Et ce que j’encourage les patientes à faire, c’est d’avoir une activité physique, trouver quelque chose qui va les détendre. Ça peut être de la natation, ça peut être du yoga, de la marche, en tout cas retrouver une hygiène de vie globale, une qualité de vie, qui va leur permettre de mieux tolérer ces symptômes et non seulement donc de mieux tolérer, mais également d’avoir une meilleure qualité de vie, car un des symptômes principaux du SOPK c’est vraiment une altération de la qualité de la vie.

À ce jour, on n’a pas retrouvé réellement de gène responsable du SOPK. Donc finalement, on sait qu’on va retrouver dans des familles, une tendance à faire un peu plus de syndrome des ovaires polykystiques, par exemple, on va souvent retrouver une patiente qui va nous dire ma mère a fait du SOPK, ou ma grande sœur a un SOPK, mais sans pouvoir identifier réellement un gène. 

[…] Le rôle de la génétique chez les patientes dont on sait que la maman a un SOPK, ou que la grande sœur a un SOPK, je vais encourager plus facilement à entretenir une hygiène de vie satisfaisante, sans jamais pouvoir prévenir à 100 % le SOPK, mais en tout cas en permettant de diminuer drastiquement la symptomatologie du SOPK.

Les gynécologues ne sont pas les seuls à pouvoir diagnostiquer le SOPK. Théoriquement, tous les professionnels de santé qui savent ce qu’est la pathologie du SOPK, devraient être aptes à diagnostiquer cette pathologie. 

Je vais bien sûr citer les sages-femmes en premier lieu, qui sont souvent un rempart mais d’une efficacité extrême pour les patientes qui cherchent vraiment une confiance et qui veulent rencontrer un professionnel de santé. 

Donc on peut avoir les sages-femmes, les gynécologues, les endocrinologues, parce que le SOPK c’est aussi une maladie endocrinologique, et bien sûr, on remercie aussi les médecins généralistes qui se sensibilisent de plus en plus à ce type de pathologie, qui vont pouvoir permettre soit dans un premier temps de prescrire les examens qui vont permettre de faire le diagnostic, soit s’ils ne sont pas sûrs des examens à prescrire, ils peuvent tout à fait nous référer ces patientes là, pour qu’on puisse établir un diagnostic précis.

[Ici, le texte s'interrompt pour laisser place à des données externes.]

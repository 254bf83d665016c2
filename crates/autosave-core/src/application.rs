//! Per-application watch state.
//!
//! [`MonitoredApplication`] holds everything the orchestrator knows about one
//! application: liveness, the files it has open, their change subscriptions
//! and the save cadence. It performs no IO; the orchestrator feeds it
//! observations and acts on what it returns.

use crate::notifier::SubscriptionHandle;
use std::collections::{BTreeSet, HashMap, HashSet};
use std::path::{Path, PathBuf};
use std::time::Duration;
use tokio::time::Instant;

/// Default timer cadence for forced saves.
pub const DEFAULT_SAVE_INTERVAL_SECS: u64 = 300;

/// Watch phase of an application.
#[derive(Debug, Clone, Copy, PartialEq, Eq)]
pub enum Phase {
    /// Not running; nothing is watched.
    Idle,
    /// Running; open files are tracked and saved.
    Active,
}

/// Liveness change observed on a poll tick.
#[derive(Debug, PartialEq, Eq)]
pub enum Transition {
    /// No change.
    Unchanged,
    /// The application came up. Its watch set starts empty.
    Started,
    /// The application went away. The released subscriptions must be
    /// handed back to the notifier.
    Stopped { released: Vec<SubscriptionHandle> },
}

/// Outcome of comparing a fresh open-file listing with the watch set.
#[derive(Debug, Default, PartialEq, Eq)]
pub struct WatchDiff {
    /// Files that entered the watch set and still need a subscription.
    pub added: Vec<PathBuf>,
    /// Files that left the watch set, with the subscription to release.
    pub removed: Vec<(PathBuf, Option<SubscriptionHandle>)>,
}

/// Watch state of one monitored application.
#[derive(Debug)]
pub struct MonitoredApplication {
    name: String,
    match_extensions: BTreeSet<String>,
    is_running: bool,
    watched_files: HashSet<PathBuf>,
    subscriptions: HashMap<PathBuf, SubscriptionHandle>,
    save_interval: Duration,
    last_save: Instant,
    last_file_save: HashMap<PathBuf, Instant>,
    retired: bool,
}

impl MonitoredApplication {
    /// Register an application.
    ///
    /// Extensions are matched case-insensitively with or without their
    /// leading dot; an empty list matches every file. The save timer starts
    /// at `now`.
    pub fn new<I, S>(
        name: impl Into<String>,
        extensions: I,
        interval_secs: u64,
        now: Instant,
    ) -> Self
    where
        I: IntoIterator<Item = S>,
        S: AsRef<str>,
    {
        Self {
            name: name.into(),
            match_extensions: extensions
                .into_iter()
                .map(|e| e.as_ref().trim_start_matches('.').to_lowercase())
                .filter(|e| !e.is_empty())
                .collect(),
            is_running: false,
            watched_files: HashSet::new(),
            subscriptions: HashMap::new(),
            save_interval: Duration::from_secs(interval_secs),
            last_save: now,
            last_file_save: HashMap::new(),
            retired: false,
        }
    }

    pub fn name(&self) -> &str {
        &self.name
    }

    pub fn is_running(&self) -> bool {
        self.is_running
    }

    pub fn phase(&self) -> Phase {
        if self.is_running {
            Phase::Active
        } else {
            Phase::Idle
        }
    }

    /// Files currently believed open.
    pub fn watched_files(&self) -> &HashSet<PathBuf> {
        &self.watched_files
    }

    pub fn is_watching(&self, path: &Path) -> bool {
        self.watched_files.contains(path)
    }

    /// Whether `path` has a live change subscription (as opposed to
    /// timer-only triggering).
    pub fn has_subscription(&self, path: &Path) -> bool {
        self.subscriptions.contains_key(path)
    }

    pub fn save_interval(&self) -> Duration {
        self.save_interval
    }

    /// Change the timer cadence.
    pub fn set_interval(&mut self, secs: u64) {
        self.save_interval = Duration::from_secs(secs);
    }

    pub fn last_save(&self) -> Instant {
        self.last_save
    }

    /// Whether `path` passes the extension filter.
    pub fn matches(&self, path: &Path) -> bool {
        if self.match_extensions.is_empty() {
            return true;
        }
        path.extension()
            .and_then(|e| e.to_str())
            .map(|e| self.match_extensions.contains(&e.to_lowercase()))
            .unwrap_or(false)
    }

    /// Whether the application has been unregistered.
    pub fn is_retired(&self) -> bool {
        self.retired
    }

    /// Stop watching for good, handing back every subscription.
    ///
    /// Later observations are ignored and late subscriptions are refused.
    pub fn unregister(&mut self) -> Vec<SubscriptionHandle> {
        self.retired = true;
        self.is_running = false;
        self.release_all()
    }

    /// Record the latest liveness observation.
    pub fn observe_liveness(&mut self, running: bool) -> Transition {
        if self.retired {
            return Transition::Unchanged;
        }
        match (self.is_running, running) {
            (false, true) => {
                self.is_running = true;
                self.watched_files.clear();
                Transition::Started
            }
            (true, false) => {
                self.is_running = false;
                Transition::Stopped {
                    released: self.release_all(),
                }
            }
            _ => Transition::Unchanged,
        }
    }

    /// Bring the watch set in line with a fresh open-file listing.
    ///
    /// Files outside the extension filter are ignored. Removed files leave
    /// the watch set immediately; added files join it and wait for
    /// [`attach_subscription`](Self::attach_subscription).
    pub fn apply_open_files(&mut self, open: impl IntoIterator<Item = PathBuf>) -> WatchDiff {
        if !self.is_running {
            return WatchDiff::default();
        }
        let open: HashSet<PathBuf> = open.into_iter().filter(|p| self.matches(p)).collect();

        let mut removed: Vec<_> = self
            .watched_files
            .difference(&open)
            .cloned()
            .map(|path| {
                let handle = self.subscriptions.remove(&path);
                (path, handle)
            })
            .collect();
        removed.sort_by(|a, b| a.0.cmp(&b.0));
        for (path, _) in &removed {
            self.watched_files.remove(path);
            self.last_file_save.remove(path);
        }

        let mut added: Vec<_> = open.difference(&self.watched_files).cloned().collect();
        added.sort();
        self.watched_files.extend(added.iter().cloned());

        WatchDiff { added, removed }
    }

    /// Store the subscription obtained for a newly watched file.
    ///
    /// Returns a handle the caller must release: the new one when the file
    /// left the set (or the application stopped) while the subscription was
    /// being set up, or a previous one it replaced.
    pub fn attach_subscription(
        &mut self,
        path: &Path,
        handle: SubscriptionHandle,
    ) -> Option<SubscriptionHandle> {
        if !self.is_running || !self.watched_files.contains(path) {
            return Some(handle);
        }
        self.subscriptions.insert(path.to_path_buf(), handle)
    }

    /// Clear the watch set and hand back every subscription.
    pub fn release_all(&mut self) -> Vec<SubscriptionHandle> {
        self.watched_files.clear();
        self.last_file_save.clear();
        let mut handles: Vec<_> = self.subscriptions.drain().map(|(_, h)| h).collect();
        handles.sort();
        handles
    }

    /// Whether the timer-triggered save is due.
    pub fn is_save_due(&self, now: Instant) -> bool {
        self.is_running && now.saturating_duration_since(self.last_save) >= self.save_interval
    }

    /// Record a successful save of `path` triggered at `at`.
    pub fn record_save(&mut self, path: &Path, at: Instant) {
        if at > self.last_save {
            self.last_save = at;
        }
        if self.watched_files.contains(path) {
            self.last_file_save.insert(path.to_path_buf(), Instant::now());
        }
    }

    /// Whether a change event at `at` is the echo of our own save of `path`.
    pub fn is_echo(&self, path: &Path, at: Instant, window: Duration) -> bool {
        self.last_file_save
            .get(path)
            .is_some_and(|saved| at.saturating_duration_since(*saved) < window && at >= *saved)
    }
}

Les complications principales du SOPK, pour moi, ce n’est pas moi qui les rencontre. Ce sont les patientes qui rencontrent ces difficultés, parce que moi c’est assez facile finalement, je vois des patientes qui ont un SOPK quasiment tous les jours en consultation. 

La difficulté, c’est que ces patientes là, elles ont souvent erré. Elles n’ont pas trouvé de personnel médical pouvant leur porter un diagnostic, elles n’ont pas été écoutées, elles n’ont pas pu raconter ce dont elles souffraient. Donc finalement, elles ont erré pendant parfois plusieurs mois, ou plusieurs années avant de rencontrer un médecin, ou une sage-femme peu importe, qui va leur porter ce diagnostic. Ma difficulté, c’est de ramasser finalement parfois, à la petite cuillère, si on peut dire, les patientes qui ont souffert pendant ces années-là. Donc je ne vais finalement pas avoir de difficulté. La difficulté, c’est de retrouver des patientes malheureusement qui sont dans un état parfois vraiment de tristesse et de souffrance sur plusieurs années. 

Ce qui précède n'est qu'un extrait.